DATA FOR THE TASK:
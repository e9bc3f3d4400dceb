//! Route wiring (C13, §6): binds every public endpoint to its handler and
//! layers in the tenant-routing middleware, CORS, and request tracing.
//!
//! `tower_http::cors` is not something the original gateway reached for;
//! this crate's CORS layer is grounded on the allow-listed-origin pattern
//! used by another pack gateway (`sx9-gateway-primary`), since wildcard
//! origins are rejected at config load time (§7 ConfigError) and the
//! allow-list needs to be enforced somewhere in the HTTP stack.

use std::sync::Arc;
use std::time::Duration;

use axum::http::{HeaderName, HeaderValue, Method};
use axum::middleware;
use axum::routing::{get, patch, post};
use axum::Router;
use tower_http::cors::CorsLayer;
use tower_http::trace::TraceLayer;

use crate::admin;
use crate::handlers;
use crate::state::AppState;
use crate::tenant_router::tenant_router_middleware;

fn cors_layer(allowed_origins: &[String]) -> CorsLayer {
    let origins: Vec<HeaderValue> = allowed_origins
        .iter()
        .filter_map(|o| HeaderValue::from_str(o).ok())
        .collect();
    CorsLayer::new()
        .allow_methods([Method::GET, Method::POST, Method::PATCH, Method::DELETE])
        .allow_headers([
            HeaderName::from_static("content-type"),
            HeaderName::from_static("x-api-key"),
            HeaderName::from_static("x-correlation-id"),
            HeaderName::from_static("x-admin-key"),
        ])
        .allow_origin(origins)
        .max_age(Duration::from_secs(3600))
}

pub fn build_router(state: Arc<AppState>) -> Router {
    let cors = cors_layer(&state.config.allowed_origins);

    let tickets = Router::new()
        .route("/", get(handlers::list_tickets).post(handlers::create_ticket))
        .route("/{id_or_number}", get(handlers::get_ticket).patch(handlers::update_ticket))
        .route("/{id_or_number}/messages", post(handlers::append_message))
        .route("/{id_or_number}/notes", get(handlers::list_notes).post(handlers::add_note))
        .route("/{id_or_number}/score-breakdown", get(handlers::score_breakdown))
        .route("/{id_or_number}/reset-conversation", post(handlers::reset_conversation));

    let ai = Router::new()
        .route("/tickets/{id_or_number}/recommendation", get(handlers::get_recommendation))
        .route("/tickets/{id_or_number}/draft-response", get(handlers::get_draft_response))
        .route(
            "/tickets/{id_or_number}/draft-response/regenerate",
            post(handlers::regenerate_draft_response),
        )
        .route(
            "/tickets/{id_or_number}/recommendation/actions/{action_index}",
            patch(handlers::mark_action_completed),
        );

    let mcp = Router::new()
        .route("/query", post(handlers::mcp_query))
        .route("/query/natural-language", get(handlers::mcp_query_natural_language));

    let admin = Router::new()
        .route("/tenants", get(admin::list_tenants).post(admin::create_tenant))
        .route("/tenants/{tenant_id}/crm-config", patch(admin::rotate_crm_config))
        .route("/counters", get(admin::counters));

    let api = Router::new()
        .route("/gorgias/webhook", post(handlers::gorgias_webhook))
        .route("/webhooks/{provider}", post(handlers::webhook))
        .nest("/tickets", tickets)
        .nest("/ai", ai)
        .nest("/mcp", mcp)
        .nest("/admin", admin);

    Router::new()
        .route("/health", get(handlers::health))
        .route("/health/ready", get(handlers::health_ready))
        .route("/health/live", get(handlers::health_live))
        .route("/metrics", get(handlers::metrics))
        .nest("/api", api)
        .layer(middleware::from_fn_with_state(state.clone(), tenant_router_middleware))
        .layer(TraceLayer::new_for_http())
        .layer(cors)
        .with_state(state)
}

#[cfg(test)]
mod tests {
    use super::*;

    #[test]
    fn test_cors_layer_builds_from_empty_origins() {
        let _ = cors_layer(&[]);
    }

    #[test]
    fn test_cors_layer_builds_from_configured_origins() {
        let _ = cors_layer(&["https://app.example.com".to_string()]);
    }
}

---

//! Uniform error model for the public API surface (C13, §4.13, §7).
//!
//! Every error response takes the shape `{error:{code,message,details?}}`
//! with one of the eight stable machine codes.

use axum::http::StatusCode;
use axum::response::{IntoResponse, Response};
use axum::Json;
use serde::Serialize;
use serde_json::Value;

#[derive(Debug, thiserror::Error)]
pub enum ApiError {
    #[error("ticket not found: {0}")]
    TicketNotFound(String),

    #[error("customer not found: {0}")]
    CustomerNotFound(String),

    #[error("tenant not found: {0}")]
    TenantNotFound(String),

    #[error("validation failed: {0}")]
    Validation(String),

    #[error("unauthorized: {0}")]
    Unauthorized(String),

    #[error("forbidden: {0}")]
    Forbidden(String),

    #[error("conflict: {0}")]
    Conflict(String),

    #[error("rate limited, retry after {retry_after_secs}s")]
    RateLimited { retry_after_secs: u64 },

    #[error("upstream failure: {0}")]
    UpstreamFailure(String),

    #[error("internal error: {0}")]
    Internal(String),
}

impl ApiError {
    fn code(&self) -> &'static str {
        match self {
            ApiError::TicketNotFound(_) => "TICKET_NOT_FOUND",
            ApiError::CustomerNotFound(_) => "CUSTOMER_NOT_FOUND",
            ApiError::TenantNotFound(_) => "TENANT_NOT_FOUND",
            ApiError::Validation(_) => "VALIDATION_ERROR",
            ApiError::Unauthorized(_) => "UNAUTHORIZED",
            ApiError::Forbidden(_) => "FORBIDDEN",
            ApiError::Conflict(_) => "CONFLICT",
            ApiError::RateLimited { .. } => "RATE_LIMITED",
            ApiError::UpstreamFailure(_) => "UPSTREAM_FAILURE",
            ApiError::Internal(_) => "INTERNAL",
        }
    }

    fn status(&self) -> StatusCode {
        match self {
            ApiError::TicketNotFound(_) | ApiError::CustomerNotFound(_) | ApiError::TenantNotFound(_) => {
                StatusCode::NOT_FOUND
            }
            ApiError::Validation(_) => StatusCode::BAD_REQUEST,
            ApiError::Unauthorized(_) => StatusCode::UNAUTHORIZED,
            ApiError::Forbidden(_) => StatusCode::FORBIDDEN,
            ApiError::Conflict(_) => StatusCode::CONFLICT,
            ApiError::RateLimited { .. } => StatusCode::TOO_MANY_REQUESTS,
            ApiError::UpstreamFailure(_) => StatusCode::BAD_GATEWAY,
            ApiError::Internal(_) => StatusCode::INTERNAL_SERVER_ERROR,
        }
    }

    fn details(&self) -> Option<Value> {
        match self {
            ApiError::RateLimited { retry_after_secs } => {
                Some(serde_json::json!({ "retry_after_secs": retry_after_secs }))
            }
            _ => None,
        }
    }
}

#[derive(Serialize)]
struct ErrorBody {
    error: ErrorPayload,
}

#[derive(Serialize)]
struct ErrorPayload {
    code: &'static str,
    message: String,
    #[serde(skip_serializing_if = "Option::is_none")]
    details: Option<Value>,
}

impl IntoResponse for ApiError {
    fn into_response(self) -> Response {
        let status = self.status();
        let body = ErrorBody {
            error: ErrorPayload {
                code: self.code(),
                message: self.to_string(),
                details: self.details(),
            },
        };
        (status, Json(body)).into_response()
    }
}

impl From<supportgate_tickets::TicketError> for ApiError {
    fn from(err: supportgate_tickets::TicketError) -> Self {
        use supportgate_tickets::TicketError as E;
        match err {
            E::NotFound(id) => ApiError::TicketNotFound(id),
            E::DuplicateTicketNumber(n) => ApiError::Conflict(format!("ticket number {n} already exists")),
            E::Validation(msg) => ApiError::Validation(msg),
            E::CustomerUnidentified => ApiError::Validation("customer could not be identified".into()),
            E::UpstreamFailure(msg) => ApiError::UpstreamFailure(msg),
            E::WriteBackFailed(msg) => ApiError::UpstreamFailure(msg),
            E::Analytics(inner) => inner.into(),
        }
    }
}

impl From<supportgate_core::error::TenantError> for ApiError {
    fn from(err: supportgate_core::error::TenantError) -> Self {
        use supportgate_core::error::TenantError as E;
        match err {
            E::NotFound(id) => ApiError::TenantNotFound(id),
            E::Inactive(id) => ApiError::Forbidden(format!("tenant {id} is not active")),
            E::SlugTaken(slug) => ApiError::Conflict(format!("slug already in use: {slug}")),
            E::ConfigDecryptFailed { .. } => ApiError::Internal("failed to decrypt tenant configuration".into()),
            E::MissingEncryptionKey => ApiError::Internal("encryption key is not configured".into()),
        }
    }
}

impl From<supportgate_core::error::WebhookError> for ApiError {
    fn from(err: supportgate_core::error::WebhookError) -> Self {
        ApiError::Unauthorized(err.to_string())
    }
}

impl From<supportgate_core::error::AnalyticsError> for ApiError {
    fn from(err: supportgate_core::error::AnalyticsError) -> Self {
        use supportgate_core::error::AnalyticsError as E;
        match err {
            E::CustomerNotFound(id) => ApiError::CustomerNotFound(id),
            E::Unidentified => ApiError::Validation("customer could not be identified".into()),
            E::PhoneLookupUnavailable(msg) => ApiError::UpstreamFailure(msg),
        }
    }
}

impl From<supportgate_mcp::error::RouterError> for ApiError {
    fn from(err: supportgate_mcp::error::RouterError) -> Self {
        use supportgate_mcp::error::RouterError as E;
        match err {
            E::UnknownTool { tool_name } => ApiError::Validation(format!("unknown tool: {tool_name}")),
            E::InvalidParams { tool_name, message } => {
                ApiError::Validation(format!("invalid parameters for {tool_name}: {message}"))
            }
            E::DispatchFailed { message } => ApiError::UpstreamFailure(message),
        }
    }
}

* * *

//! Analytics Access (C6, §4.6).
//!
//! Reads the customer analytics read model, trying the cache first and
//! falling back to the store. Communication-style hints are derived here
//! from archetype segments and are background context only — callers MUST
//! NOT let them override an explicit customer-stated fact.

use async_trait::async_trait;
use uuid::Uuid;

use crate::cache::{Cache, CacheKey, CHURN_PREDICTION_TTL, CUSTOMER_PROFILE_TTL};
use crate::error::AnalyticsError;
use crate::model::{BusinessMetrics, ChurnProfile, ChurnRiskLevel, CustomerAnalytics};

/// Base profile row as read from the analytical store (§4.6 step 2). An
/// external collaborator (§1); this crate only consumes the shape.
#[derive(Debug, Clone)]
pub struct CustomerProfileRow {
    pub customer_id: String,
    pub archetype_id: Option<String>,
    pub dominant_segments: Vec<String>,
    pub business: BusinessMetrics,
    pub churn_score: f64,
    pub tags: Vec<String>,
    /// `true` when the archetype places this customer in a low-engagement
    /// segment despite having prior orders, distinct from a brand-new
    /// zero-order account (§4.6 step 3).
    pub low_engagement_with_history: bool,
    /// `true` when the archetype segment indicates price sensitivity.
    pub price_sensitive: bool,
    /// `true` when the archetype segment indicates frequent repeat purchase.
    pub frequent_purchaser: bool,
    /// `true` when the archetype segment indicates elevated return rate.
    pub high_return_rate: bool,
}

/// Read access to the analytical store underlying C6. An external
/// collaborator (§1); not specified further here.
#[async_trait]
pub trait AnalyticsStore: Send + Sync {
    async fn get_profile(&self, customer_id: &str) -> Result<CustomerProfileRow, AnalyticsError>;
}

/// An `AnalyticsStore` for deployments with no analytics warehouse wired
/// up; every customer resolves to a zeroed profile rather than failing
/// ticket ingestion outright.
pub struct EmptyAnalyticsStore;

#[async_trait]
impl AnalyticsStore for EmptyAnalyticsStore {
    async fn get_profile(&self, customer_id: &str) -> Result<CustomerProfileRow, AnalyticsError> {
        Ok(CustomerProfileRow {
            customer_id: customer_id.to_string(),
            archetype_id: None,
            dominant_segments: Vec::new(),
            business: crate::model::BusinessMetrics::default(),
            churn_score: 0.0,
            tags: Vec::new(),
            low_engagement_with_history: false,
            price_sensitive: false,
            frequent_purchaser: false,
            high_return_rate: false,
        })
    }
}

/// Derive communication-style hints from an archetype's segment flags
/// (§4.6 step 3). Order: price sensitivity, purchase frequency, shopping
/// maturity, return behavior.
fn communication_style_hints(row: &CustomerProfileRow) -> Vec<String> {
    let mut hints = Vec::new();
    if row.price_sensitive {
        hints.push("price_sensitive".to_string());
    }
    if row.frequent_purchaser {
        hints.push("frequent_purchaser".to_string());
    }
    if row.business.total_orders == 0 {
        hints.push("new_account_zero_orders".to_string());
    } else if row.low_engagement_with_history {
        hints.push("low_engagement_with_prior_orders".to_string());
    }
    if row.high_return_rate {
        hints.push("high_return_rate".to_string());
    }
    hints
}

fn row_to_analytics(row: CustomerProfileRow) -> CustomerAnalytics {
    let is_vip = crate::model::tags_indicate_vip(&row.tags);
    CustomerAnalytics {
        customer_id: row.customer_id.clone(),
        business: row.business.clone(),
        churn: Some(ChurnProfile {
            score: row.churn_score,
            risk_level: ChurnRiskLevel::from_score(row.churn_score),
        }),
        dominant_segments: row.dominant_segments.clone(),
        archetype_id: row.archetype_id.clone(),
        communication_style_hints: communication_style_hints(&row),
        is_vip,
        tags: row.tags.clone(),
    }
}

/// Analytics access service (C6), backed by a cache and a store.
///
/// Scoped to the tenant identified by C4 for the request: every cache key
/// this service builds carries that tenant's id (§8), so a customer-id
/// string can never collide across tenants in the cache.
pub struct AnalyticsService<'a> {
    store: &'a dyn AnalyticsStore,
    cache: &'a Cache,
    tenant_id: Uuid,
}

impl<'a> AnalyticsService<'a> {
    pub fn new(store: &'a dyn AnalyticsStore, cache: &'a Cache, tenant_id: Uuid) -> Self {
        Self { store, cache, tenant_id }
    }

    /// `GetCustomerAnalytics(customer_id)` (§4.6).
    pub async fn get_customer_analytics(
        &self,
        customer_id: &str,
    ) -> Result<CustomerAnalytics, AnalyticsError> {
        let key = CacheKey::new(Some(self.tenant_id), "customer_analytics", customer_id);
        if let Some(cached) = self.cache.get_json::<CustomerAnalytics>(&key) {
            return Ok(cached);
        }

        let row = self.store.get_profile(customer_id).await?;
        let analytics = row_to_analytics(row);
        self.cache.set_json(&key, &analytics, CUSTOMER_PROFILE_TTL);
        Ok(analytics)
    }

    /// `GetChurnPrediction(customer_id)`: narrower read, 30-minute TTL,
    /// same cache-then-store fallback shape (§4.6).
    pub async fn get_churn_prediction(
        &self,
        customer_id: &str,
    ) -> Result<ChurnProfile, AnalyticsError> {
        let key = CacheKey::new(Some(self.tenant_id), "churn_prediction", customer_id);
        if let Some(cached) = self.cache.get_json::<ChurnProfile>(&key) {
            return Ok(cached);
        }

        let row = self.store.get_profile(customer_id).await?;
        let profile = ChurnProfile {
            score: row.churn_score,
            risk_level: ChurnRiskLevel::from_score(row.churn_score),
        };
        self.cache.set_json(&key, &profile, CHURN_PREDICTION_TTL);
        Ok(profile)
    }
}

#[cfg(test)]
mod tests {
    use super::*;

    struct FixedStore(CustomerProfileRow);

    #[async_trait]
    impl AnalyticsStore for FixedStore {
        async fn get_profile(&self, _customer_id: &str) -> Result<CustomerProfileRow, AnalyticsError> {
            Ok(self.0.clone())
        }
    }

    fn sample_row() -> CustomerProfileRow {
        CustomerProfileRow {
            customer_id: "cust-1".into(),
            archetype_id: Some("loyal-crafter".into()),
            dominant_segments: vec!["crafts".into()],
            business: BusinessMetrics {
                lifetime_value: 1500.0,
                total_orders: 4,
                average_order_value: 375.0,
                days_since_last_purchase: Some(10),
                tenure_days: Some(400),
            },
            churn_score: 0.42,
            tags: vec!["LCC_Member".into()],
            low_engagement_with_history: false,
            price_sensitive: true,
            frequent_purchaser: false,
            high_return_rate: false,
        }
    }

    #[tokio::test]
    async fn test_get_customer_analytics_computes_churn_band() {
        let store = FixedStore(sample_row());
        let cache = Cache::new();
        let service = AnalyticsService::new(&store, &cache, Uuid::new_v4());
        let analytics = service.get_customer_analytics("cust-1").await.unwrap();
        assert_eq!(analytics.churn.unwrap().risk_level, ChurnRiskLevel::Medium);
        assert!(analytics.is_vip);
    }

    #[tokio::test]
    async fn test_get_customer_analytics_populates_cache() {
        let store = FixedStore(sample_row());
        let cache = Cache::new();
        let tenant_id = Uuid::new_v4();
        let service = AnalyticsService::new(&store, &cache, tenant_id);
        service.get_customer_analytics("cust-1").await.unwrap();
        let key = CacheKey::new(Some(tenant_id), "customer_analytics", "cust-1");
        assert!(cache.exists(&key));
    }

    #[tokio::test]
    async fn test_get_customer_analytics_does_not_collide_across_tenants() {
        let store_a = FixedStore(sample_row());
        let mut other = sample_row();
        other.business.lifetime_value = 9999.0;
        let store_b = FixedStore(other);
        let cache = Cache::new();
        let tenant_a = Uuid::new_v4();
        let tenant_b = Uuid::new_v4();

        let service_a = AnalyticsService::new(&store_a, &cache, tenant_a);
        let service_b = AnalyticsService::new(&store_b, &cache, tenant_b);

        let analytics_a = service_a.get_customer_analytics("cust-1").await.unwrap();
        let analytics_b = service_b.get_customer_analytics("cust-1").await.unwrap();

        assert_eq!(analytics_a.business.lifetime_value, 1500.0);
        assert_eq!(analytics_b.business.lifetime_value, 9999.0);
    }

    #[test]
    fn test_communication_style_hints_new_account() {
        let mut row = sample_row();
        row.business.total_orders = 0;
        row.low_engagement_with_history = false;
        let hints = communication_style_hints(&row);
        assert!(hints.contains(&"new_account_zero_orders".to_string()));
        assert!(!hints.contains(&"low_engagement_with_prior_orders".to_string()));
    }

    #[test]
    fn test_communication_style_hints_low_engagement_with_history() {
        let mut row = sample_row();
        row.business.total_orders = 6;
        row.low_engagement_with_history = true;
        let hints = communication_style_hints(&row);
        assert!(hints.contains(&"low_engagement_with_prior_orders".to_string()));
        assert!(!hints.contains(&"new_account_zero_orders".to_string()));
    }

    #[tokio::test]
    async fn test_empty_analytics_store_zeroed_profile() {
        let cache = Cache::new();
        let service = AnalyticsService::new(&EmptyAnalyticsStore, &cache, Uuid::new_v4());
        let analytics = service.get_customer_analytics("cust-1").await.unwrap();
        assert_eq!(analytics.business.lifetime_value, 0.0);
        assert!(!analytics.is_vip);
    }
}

TASK GOAL:
Your answer should be every line from the material above in which the word "BusinessMetrics" appears.

TASK RESULT:
use crate::model::{BusinessMetrics, ChurnProfile, ChurnRiskLevel, CustomerAnalytics};
    pub business: BusinessMetrics,
            business: crate::model::BusinessMetrics::default(),
            business: BusinessMetrics {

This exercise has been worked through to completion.